Dilansir dari AFP, Senin (16/11/2015), langkah ini merupakan langkah terbesar Pemerintah Inggris sejak pemboman di Kota London pada 7 Juli 2005 silam. Perekrutan tersebut rencananya akan diumumkan oleh Perdana Menteri David Cameron.
"Saya bertekad untuk menambah sumber daya yang kita butuhkan untuk memerangi ancaman teroris. Karena tugas saya nomor satu sebagai perdana menteri adalah untuk melindungi orang-orang Inggris," kata David Cameron kepada surat kabar Guardian.

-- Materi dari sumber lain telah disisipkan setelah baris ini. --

// Availability model: probability a player survives until your next turn.

use crate::player::Player;

// ---------------------------------------------------------------------------
// Curve abstraction
// ---------------------------------------------------------------------------

/// Survival curve mapping (ADP, target pick) to the probability the player
/// is still undrafted at that pick.
///
/// The exact shape is a tunable, not a contract. Implementations must be
/// continuous, bounded in [0, 1], and monotonic non-increasing in the
/// target pick for a fixed ADP. Downstream scores depend on there being no
/// discontinuities.
pub trait AvailabilityCurve {
    fn survival(&self, adp: f64, target_pick: f64) -> f64;
}

/// Default curve: a normal survival function over pick distance.
///
/// Drafters pick around a player's ADP with roughly normal spread, so the
/// chance the player is gone by `target_pick` is `phi((target - adp)/sigma)`
/// and survival is its complement.
#[derive(Debug, Clone, Copy)]
pub struct NormalCdfCurve {
    /// Spread of real draft position around ADP, in picks.
    pub sigma: f64,
}

impl NormalCdfCurve {
    pub fn new(sigma: f64) -> Self {
        NormalCdfCurve { sigma }
    }
}

impl Default for NormalCdfCurve {
    fn default() -> Self {
        NormalCdfCurve { sigma: 18.0 }
    }
}

impl AvailabilityCurve for NormalCdfCurve {
    fn survival(&self, adp: f64, target_pick: f64) -> f64 {
        if self.sigma <= 0.0 {
            // Degenerate spread: a step at ADP.
            return if target_pick <= adp { 1.0 } else { 0.0 };
        }
        let z = (target_pick - adp) / self.sigma;
        (1.0 - normal_cdf(z)).clamp(0.0, 1.0)
    }
}

/// Standard normal CDF, Abramowitz & Stegun polynomial approximation
/// (7.1.26). Accurate to ~1e-7, far inside what the model needs.
fn normal_cdf(x: f64) -> f64 {
    if x < -8.0 {
        return 0.0;
    }
    if x > 8.0 {
        return 1.0;
    }
    const A1: f64 = 0.254829592;
    const A2: f64 = -0.284496736;
    const A3: f64 = 1.421413741;
    const A4: f64 = -1.453152027;
    const A5: f64 = 1.061405429;
    const P: f64 = 0.3275911;

    let sign = if x < 0.0 { -1.0 } else { 1.0 };
    let abs_x = x.abs();
    let t = 1.0 / (1.0 + P * abs_x);
    let y = 1.0
        - (((((A5 * t + A4) * t) + A3) * t + A2) * t + A1) * t * (-abs_x * abs_x / 2.0).exp();
    0.5 * (1.0 + sign * y)
}

// ---------------------------------------------------------------------------
// Player-level helper
// ---------------------------------------------------------------------------

/// Probability the player is still undrafted when the evaluating team next
/// picks. Missing ADP degrades to the "never available" sentinel (0.0): the
/// model never counts on an unknown player remaining, so they drop out of
/// expected-replacement walks and earn no wait-discount.
pub fn availability(
    player: &Player,
    current_pick: usize,
    picks_until_mine: u32,
    curve: &dyn AvailabilityCurve,
) -> f64 {
    match player.adp {
        Some(adp) => {
            let target = current_pick as f64 + picks_until_mine as f64;
            curve.survival(adp, target)
        }
        None => 0.0,
    }
}

// ---------------------------------------------------------------------------
// Tests
// ---------------------------------------------------------------------------
use std::{
    fs,
    io::{self, BufRead, IsTerminal, Write},
    path::PathBuf,
    process::ExitCode,
};

use clap::{Parser, ValueEnum};

use archon::{
    arg_err,
    codegen::CodeGen,
    driver::{Driver, Outcome},
    location::Location,
    parser::PrecedenceTable,
    printable::Printable,
    result::Result,
};

#[derive(Clone, Copy, Debug, PartialEq, Eq, ValueEnum)]
enum Emit {
    /// The parsed syntax tree of each unit
    Ast,
    /// The generated IR of each unit
    Ir,
}

#[derive(Parser, Debug)]
#[command(version, about = "Compile Kaleidoscope-like programs to SSA IR", long_about = None)]
struct Cli {
    /// Input program. Lines are read from stdin if not given
    #[arg(value_name = "FILE")]
    file: Option<PathBuf>,

    /// What to print for each top-level unit
    #[arg(long, value_enum, default_value_t = Emit::Ir)]
    emit: Emit,

    /// Name of the generated module
    #[arg(long, default_value = "archon")]
    module_name: String,
}

// Print what became of each unit. Returns false if any unit failed.
fn report(codegen: &CodeGen, emit: Emit, outcomes: &[Outcome]) -> bool {
    let ctx = codegen.context();
    let mut ok = true;
    for outcome in outcomes {
        match (outcome, emit) {
            (Outcome::Failed(err), _) => {
                ok = false;
                eprintln!("Error: {}", err.disp(ctx));
            }
            (Outcome::Definition { ast, .. }, Emit::Ast)
            | (Outcome::Expression { ast, .. }, Emit::Ast) => println!("{ast:#?}"),
            (Outcome::Extern { ast, .. }, Emit::Ast) => println!("{ast:#?}"),
            (Outcome::Definition { func, .. }, Emit::Ir) => {
                println!("Read function definition:\n{}", func.disp(ctx))
            }
            (Outcome::Extern { func, .. }, Emit::Ir) => {
                println!("Read extern:\n{}", func.disp(ctx))
            }
            (Outcome::Expression { func, .. }, Emit::Ir) => {
                println!("Read top-level expression:\n{}", func.disp(ctx))
            }
        }
    }
    ok
}

fn run(cli: Cli) -> Result<bool> {
    let mut driver = Driver::new(PrecedenceTable::standard(), &cli.module_name);
    let mut ok = true;

    match &cli.file {
        Some(path) => {
            let text = fs::read_to_string(path).or_else(|err| {
                arg_err!(Location::Unknown, "{}: {}", path.display(), err)
            })?;
            let outcomes = driver.run(&text);
            ok &= report(driver.codegen(), cli.emit, &outcomes);
        }
        None => {
            let stdin = io::stdin();
            let interactive = stdin.is_terminal();
            let mut lines = stdin.lock().lines();
            loop {
                if interactive {
                    eprint!("ready> ");
                    // A prompt that fails to show is not worth stopping for.
                    let _ = io::stderr().flush();
                }
                let Some(line) = lines.next() else {
                    break;
                };
                let line = line.or_else(|err| arg_err!(Location::Unknown, "stdin: {}", err))?;
                let outcomes = driver.run(&line);
                ok &= report(driver.codegen(), cli.emit, &outcomes);
            }
        }
    }

    let codegen = driver.codegen();
    println!("{}", codegen.module().disp(codegen.context()));
    Ok(ok)
}

pub fn main() -> ExitCode {
    env_logger::init();
    let cli = Cli::parse();
    log::debug!("{cli:?}");
    match run(cli) {
        Ok(true) => ExitCode::SUCCESS,
        Ok(false) => ExitCode::FAILURE,
        Err(err) => {
            eprintln!("Error: {err}");
            ExitCode::FAILURE
        }
    }
}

SCROLL TO CONTINUE WITH CONTENT
Rekrutmen ini bisa menambah 15 persen anggota staf badan intelijen MI5, MI6, dan GCHQ. Selain personel keamanan dan intelijen, petugas keamanan penerbangan juga akan dilakukan penambahan.
Para menteri dalam negeri dari Uni Eropa telah mengadakan pembicaraan mengenai masalah keamanan dunia di Brussels, Belgia. Serangan Paris ini juga menjadi pembicaraan dalam pertemuan tersebut yang telah menewaskan 132 orang di ruang pertunjukan dan stadion. (yds/ita)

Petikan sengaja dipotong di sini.